Example workflows for refine.bio data

Home Page:https://www.refine.bio

Geek Repo:Geek Repo

Github PK Tool:Github PK Tool

New Analysis Example: Finding Co expressed gene modules with CoGaps

cansavvy opened this issue · comments

What are the goals of this new example analysis?

People often want to find genes that are coexpressed together. WGCNA is often the default method people use and while this may be fine for some use cases, CoGaps is a slightly more sophisticated, albeit computing intensive method for similar questions. They also appear to have very nicely made vignettes and documentation -- a quality we look for in tools that we recommend to users and trainees.

What kind of dataset will this need?

CoGaps looks for latent spaces using Non negative matrix factorization. This means we want a dataset that is big enough (has enough genes and enough samples) to run this on, but not such a large dataset that this won't be able to run locally. This may take some trials.
The CoGaps example in the vignette has 9 samples and 1363 genes, so probably something at least that big and probably bigger is better.

What steps should be included in this analysis?

We can sort through the CoGaps vignette and determine what steps we find most useful after running the main CoGaps function.

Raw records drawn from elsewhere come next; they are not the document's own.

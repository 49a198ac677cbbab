//! Scenario loading, parsing, and validation logic.
//!
//! A scenario describes one simulated node: its scheduler, the reception and
//! transmission tasks, the buses it is attached to, the logical tasks it runs
//! and the traffic other nodes put on its buses. Scenarios are TOML files.

use anyhow::Context;
use embassy_time::Duration;
use serde::{Deserialize, Serialize};
use std::collections::HashSet;
use std::fs;

use crate::apps::TaskParams;
use crate::simulation::types::{BusId, FrameKey};

/// Error type for scenario loading failures.
#[derive(Debug)]
pub enum ScenarioLoadError {
    FileReadError(String),
    ParseError(String),
    ValidationError(String),
}

impl std::fmt::Display for ScenarioLoadError {
    fn fmt(&self, f: &mut std::fmt::Formatter<'_>) -> std::fmt::Result {
        match self {
            ScenarioLoadError::FileReadError(msg) => write!(f, "Failed to read file: {}", msg),
            ScenarioLoadError::ParseError(msg) => write!(f, "Failed to parse TOML: {}", msg),
            ScenarioLoadError::ValidationError(msg) => write!(f, "Validation error: {}", msg),
        }
    }
}

impl std::error::Error for ScenarioLoadError {}

/// Timing of the scheduler itself.
#[derive(Debug, Clone, Deserialize, Serialize)]
pub struct SchedulerConfig {
    /// Cost of one arbitration (us).
    pub execution_time_us: u64,
    /// Distance between two regular arbitration ticks (us).
    pub interarrival_time_us: u64,
}

/// Scheduling parameters of the sink or source task.
#[derive(Debug, Clone, Deserialize, Serialize)]
pub struct TaskConfig {
    pub priority: i64,
    pub period_us: u64,
    pub execution_time_us: u64,
}

impl TaskConfig {
    pub fn params(&self) -> TaskParams {
        TaskParams {
            priority: self.priority,
            period: Duration::from_micros(self.period_us),
            execution_time: Duration::from_micros(self.execution_time_us),
        }
    }
}

#[derive(Debug, Clone, Deserialize, Serialize)]
pub struct BusConfig {
    pub name: String,
    /// Frames the bus controller's transmit FIFO can hold.
    pub hardware_buffer_size: usize,
    /// Time one frame occupies the bus (us).
    pub frame_time_us: u64,
}

/// A frame identity as written in a scenario file.
#[derive(Debug, Clone, PartialEq, Eq, Hash, Deserialize, Serialize)]
pub struct FrameRef {
    pub bus: String,
    pub id: u32,
}

impl FrameRef {
    pub fn key(&self) -> FrameKey {
        FrameKey::new(&self.bus, self.id)
    }
}

#[derive(Debug, Clone, Deserialize, Serialize)]
pub struct LogicalConfig {
    pub name: String,
    pub priority: i64,
    pub period_us: u64,
    pub execution_time_us: u64,
    /// Delay of the first activation (us).
    #[serde(default)]
    pub offset_us: u64,
    #[serde(default)]
    pub inputs: Vec<FrameRef>,
    #[serde(default)]
    pub outputs: Vec<FrameRef>,
}

impl LogicalConfig {
    pub fn params(&self) -> TaskParams {
        TaskParams {
            priority: self.priority,
            period: Duration::from_micros(self.period_us),
            execution_time: Duration::from_micros(self.execution_time_us),
        }
    }
}

/// Periodic frames sent by another node.
#[derive(Debug, Clone, Deserialize, Serialize)]
pub struct TrafficConfig {
    pub bus: String,
    pub id: u32,
    pub period_us: u64,
    /// Standard deviation of the period (us).
    #[serde(default)]
    pub jitter_us: f64,
    #[serde(default)]
    pub offset_us: u64,
}

impl TrafficConfig {
    pub fn key(&self) -> FrameKey {
        FrameKey::new(&self.bus, self.id)
    }
}

fn default_run_time_us() -> u64 {
    1_000_000
}

#[derive(Debug, Clone, Deserialize, Serialize)]
pub struct Scenario {
    /// Seed of every random source in the run.
    #[serde(default)]
    pub seed: u64,
    /// Simulated time to run (us).
    #[serde(default = "default_run_time_us")]
    pub run_time_us: u64,
    pub scheduler: SchedulerConfig,
    pub sink: TaskConfig,
    pub source: TaskConfig,
    pub buses: Vec<BusConfig>,
    #[serde(default)]
    pub logicals: Vec<LogicalConfig>,
    #[serde(default)]
    pub traffic: Vec<TrafficConfig>,
}

impl Scenario {
    pub fn bus_ids(&self) -> Vec<BusId> {
        self.buses.iter().map(|bus| BusId::new(&bus.name)).collect()
    }
}

/// Parse and validate a scenario held in memory.
pub fn parse_scenario(data: &str) -> Result<Scenario, ScenarioLoadError> {
    let scenario: Scenario = toml::from_str(data)
        .context("Invalid TOML format")
        .map_err(|e| ScenarioLoadError::ParseError(format!("{:#}", e)))?;

    validate_scenario(&scenario).map_err(ScenarioLoadError::ValidationError)?;

    Ok(scenario)
}

/// Load a scenario from a TOML file and validate it.
pub fn load_scenario(path: &str) -> Result<Scenario, ScenarioLoadError> {
    let data = fs::read_to_string(path)
        .with_context(|| format!("Failed to read file: {}", path))
        .map_err(|e| ScenarioLoadError::FileReadError(e.to_string()))?;

    parse_scenario(&data)
}

/// Validate scenario consistency.
pub fn validate_scenario(scenario: &Scenario) -> Result<(), String> {
    let scheduler = &scenario.scheduler;
    if scheduler.interarrival_time_us == 0 {
        return Err("Scheduler interarrival_time_us must be positive".to_string());
    }
    if scheduler.execution_time_us > scheduler.interarrival_time_us {
        return Err(format!(
            "Scheduler execution_time_us {} exceeds interarrival_time_us {}",
            scheduler.execution_time_us, scheduler.interarrival_time_us
        ));
    }
    if scenario.run_time_us == 0 {
        return Err("run_time_us must be positive".to_string());
    }

    if scenario.buses.is_empty() {
        return Err("Scenario must contain at least one bus".to_string());
    }
    let mut bus_names = HashSet::new();
    for bus in &scenario.buses {
        if !bus_names.insert(bus.name.as_str()) {
            return Err(format!("Duplicate bus name found: {}", bus.name));
        }
        if bus.hardware_buffer_size == 0 {
            return Err(format!("Bus {} hardware_buffer_size must be positive", bus.name));
        }
        if bus.frame_time_us == 0 {
            return Err(format!("Bus {} frame_time_us must be positive", bus.name));
        }
    }

    let mut task_names: HashSet<&str> = HashSet::from(["sink", "source"]);
    for (name, task) in [("sink", &scenario.sink), ("source", &scenario.source)] {
        if task.period_us == 0 {
            return Err(format!("Task {} period_us must be positive", name));
        }
    }

    let mut produced = HashSet::new();
    let mut consumed = HashSet::new();
    for logical in &scenario.logicals {
        if !task_names.insert(logical.name.as_str()) {
            return Err(format!("Duplicate task name found: {}", logical.name));
        }
        if logical.period_us == 0 {
            return Err(format!("Task {} period_us must be positive", logical.name));
        }
        for frame in logical.inputs.iter().chain(&logical.outputs) {
            if !bus_names.contains(frame.bus.as_str()) {
                return Err(format!("Task {} references unknown bus {}", logical.name, frame.bus));
            }
        }
        for frame in &logical.inputs {
            consumed.insert(frame.clone());
        }
        for frame in &logical.outputs {
            if !produced.insert(frame.clone()) {
                return Err(format!("Frame {}/{} is produced by more than one task", frame.bus, frame.id));
            }
        }
    }

    for traffic in &scenario.traffic {
        if !bus_names.contains(traffic.bus.as_str()) {
            return Err(format!("Traffic {}/{} references unknown bus", traffic.bus, traffic.id));
        }
        if traffic.period_us == 0 {
            return Err(format!("Traffic {}/{} period_us must be positive", traffic.bus, traffic.id));
        }
        if !traffic.jitter_us.is_finite() || traffic.jitter_us < 0.0 {
            return Err(format!("Traffic {}/{} jitter_us must be a non-negative number", traffic.bus, traffic.id));
        }
        let frame = FrameRef {
            bus: traffic.bus.clone(),
            id: traffic.id,
        };
        if !consumed.contains(&frame) {
            return Err(format!("Traffic {}/{} is not consumed by any task", traffic.bus, traffic.id));
        }
    }

    Ok(())
}
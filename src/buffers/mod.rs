//! The two buffering disciplines used by the frame tasks.
//!
//! - `mailbox`: latest-value slots on the reception side
//! - `flow_control`: software buffer in front of bounded hardware stages on
//!   the transmission side

pub mod flow_control;
pub mod mailbox;

pub use flow_control::{FlowControlledQueue, Submission};
pub use mailbox::{BufferedFrame, BufferedMailbox, WriteOutcome};
//! Error taxonomy shared by the kernel, the buffers and the applications.
//!
//! Every variant is fatal: the engine stops at the first `Err` a component
//! returns. Data-loss conditions (overrun, underrun) are not errors, they are
//! reported through the observer and the run continues.

use crate::kernel::task_state::TaskState;
use crate::simulation::types::{BusId, FrameKey};

/// A task state change that is not part of the task state machine.
#[derive(Debug, Clone, Copy, PartialEq, Eq)]
pub struct IllegalTransition {
    pub from: TaskState,
    pub to: TaskState,
}

impl std::fmt::Display for IllegalTransition {
    fn fmt(&self, f: &mut std::fmt::Formatter<'_>) -> std::fmt::Result {
        write!(f, "illegal task state transition {:?} -> {:?}", self.from, self.to)
    }
}

impl std::error::Error for IllegalTransition {}

/// Fatal simulation error.
#[derive(Debug, Clone, PartialEq, Eq)]
pub enum SimError {
    /// Task and scheduler disagree about a task's state, or a component got a
    /// message it can never legally receive.
    ProtocolViolation { component: String, detail: String },
    /// A frame key was used at runtime without being registered first.
    UnregisteredFrame { component: String, key: FrameKey },
    /// A registration referenced a bus with no hardware stage behind it.
    UnknownBus { component: String, bus: BusId },
    /// A frame was pushed into a hardware buffer that had no room left.
    CapacityViolation { component: String, bus: BusId, capacity: usize },
    /// Static wiring or parameter problem detected while building a bench.
    Configuration(String),
}

impl SimError {
    pub fn protocol(component: &str, detail: impl Into<String>) -> Self {
        SimError::ProtocolViolation {
            component: component.to_string(),
            detail: detail.into(),
        }
    }

    pub fn transition(component: &str, err: IllegalTransition) -> Self {
        SimError::protocol(component, err.to_string())
    }
}

impl std::fmt::Display for SimError {
    fn fmt(&self, f: &mut std::fmt::Formatter<'_>) -> std::fmt::Result {
        match self {
            SimError::ProtocolViolation { component, detail } => write!(f, "Protocol violation in {}: {}", component, detail),
            SimError::UnregisteredFrame { component, key } => write!(f, "{} used unregistered frame {}", component, key),
            SimError::UnknownBus { component, bus } => write!(f, "{} failed to find bus \"{}\"", component, bus),
            SimError::CapacityViolation { component, bus, capacity } => {
                write!(f, "{} overfilled the hardware buffer of bus \"{}\" (capacity {})", component, bus, capacity)
            }
            SimError::Configuration(msg) => write!(f, "Configuration error: {}", msg),
        }
    }
}

impl std::error::Error for SimError {}
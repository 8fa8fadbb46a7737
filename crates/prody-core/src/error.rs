//! # Error Types
//!
//! Domain-specific error types for prody-core.
//!
//! ## Error Hierarchy
//! ```text
//! ┌─────────────────────────────────────────────────────────────────────────┐
//! │                         Error Types                                     │
//! │                                                                         │
//! │  prody-core errors (this file)                                         │
//! │  ├── CoreError        - Payload and model errors                       │
//! │  └── ValidationError  - Input validation failures                      │
//! │                                                                         │
//! │  prody-db errors (separate crate)                                      │
//! │  └── DbError          - Database operation failures                    │
//! │                                                                         │
//! │  prody-sync errors (separate crate)                                    │
//! │  ├── SyncError        - Config / storage / engine failures             │
//! │  └── ExecutionError   - What an executor reports for one attempt       │
//! │                                                                         │
//! │  Flow: ValidationError → CoreError → SyncError                         │
//! └─────────────────────────────────────────────────────────────────────────┘
//! ```

use thiserror::Error;

// =============================================================================
// Core Error
// =============================================================================

/// Core sync model errors.
#[derive(Debug, Error)]
pub enum CoreError {
    /// A typed payload could not be encoded or decoded.
    ///
    /// ## When This Occurs
    /// - `SyncOperation::with_payload` given a value serde cannot encode
    /// - `payload_as::<T>()` called with the wrong target type
    #[error("Invalid payload for {operation_type}: {reason}")]
    InvalidPayload {
        operation_type: String,
        reason: String,
    },

    /// Unknown operation type name.
    #[error("Unknown operation type: {0}")]
    UnknownOperationType(String),

    /// Validation error (wraps ValidationError).
    #[error("Validation error: {0}")]
    Validation(#[from] ValidationError),
}

// =============================================================================
// Validation Error
// =============================================================================

/// Input validation errors.
///
/// Raised before an operation is admitted into the queue.
#[derive(Debug, Error)]
pub enum ValidationError {
    /// A required field is missing or empty.
    #[error("{field} is required")]
    Required { field: String },

    /// Field value is too long.
    #[error("{field} must be at most {max} characters")]
    TooLong { field: String, max: usize },

    /// Payload exceeds the size limit.
    #[error("{field} is {size} bytes, limit is {max}")]
    TooLarge {
        field: String,
        size: usize,
        max: usize,
    },

    /// Invalid format (e.g., invalid UUID).
    #[error("{field} has invalid format: {reason}")]
    InvalidFormat { field: String, reason: String },
}

// =============================================================================
// Result Type Alias
// =============================================================================

/// Convenience type alias for Results with CoreError.
pub type CoreResult<T> = Result<T, CoreError>;

// =============================================================================
// Unit Tests
// =============================================================================

#[cfg(test)]
mod tests {
    use super::*;

    #[test]
    fn test_error_messages() {
        let err = CoreError::InvalidPayload {
            operation_type: "JOURNAL_CREATE".to_string(),
            reason: "expected struct".to_string(),
        };
        assert_eq!(
            err.to_string(),
            "Invalid payload for JOURNAL_CREATE: expected struct"
        );
    }

    #[test]
    fn test_validation_error_messages() {
        let err = ValidationError::Required {
            field: "idempotency_key".to_string(),
        };
        assert_eq!(err.to_string(), "idempotency_key is required");

        let err = ValidationError::TooLarge {
            field: "data".to_string(),
            size: 10,
            max: 5,
        };
        assert_eq!(err.to_string(), "data is 10 bytes, limit is 5");
    }

    #[test]
    fn test_validation_converts_to_core_error() {
        let validation_err = ValidationError::Required {
            field: "id".to_string(),
        };
        let core_err: CoreError = validation_err.into();
        assert!(matches!(core_err, CoreError::Validation(_)));
    }
}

These aren't hard fast steps because I haven't run this myself yet, but these are more items that we should explore in these steps

  • This function has some parallel computing options that we will want to use so we try to run CoGaps in a timely manner that users can still do locally.

  • It's unclear to me at this point, but their vignette seems to suggest some fiddling with parameters may be needed or at least should be explored (another reason this should be an "advanced topic") so we should give some guidance about how to exploree and choose parameters.

  • We usually like to leave our users with some nice visuals. The CoGaps vignette has one plot on there but we may want to think about another more pub-ready visual that users might like to see (a heatmap or something better than that).

What packages/methods do you recommend using or looking into for this analysis?

CoGaps is installed from bioconductor. I haven't ran the full thing, but their documentation does warn it takes a good amount of computing time because of the non negative matrix factorization involved. We may need to have a RAM requirements warning/suggestion for users on this example -- another reason for it to be in the "advanced topics" section.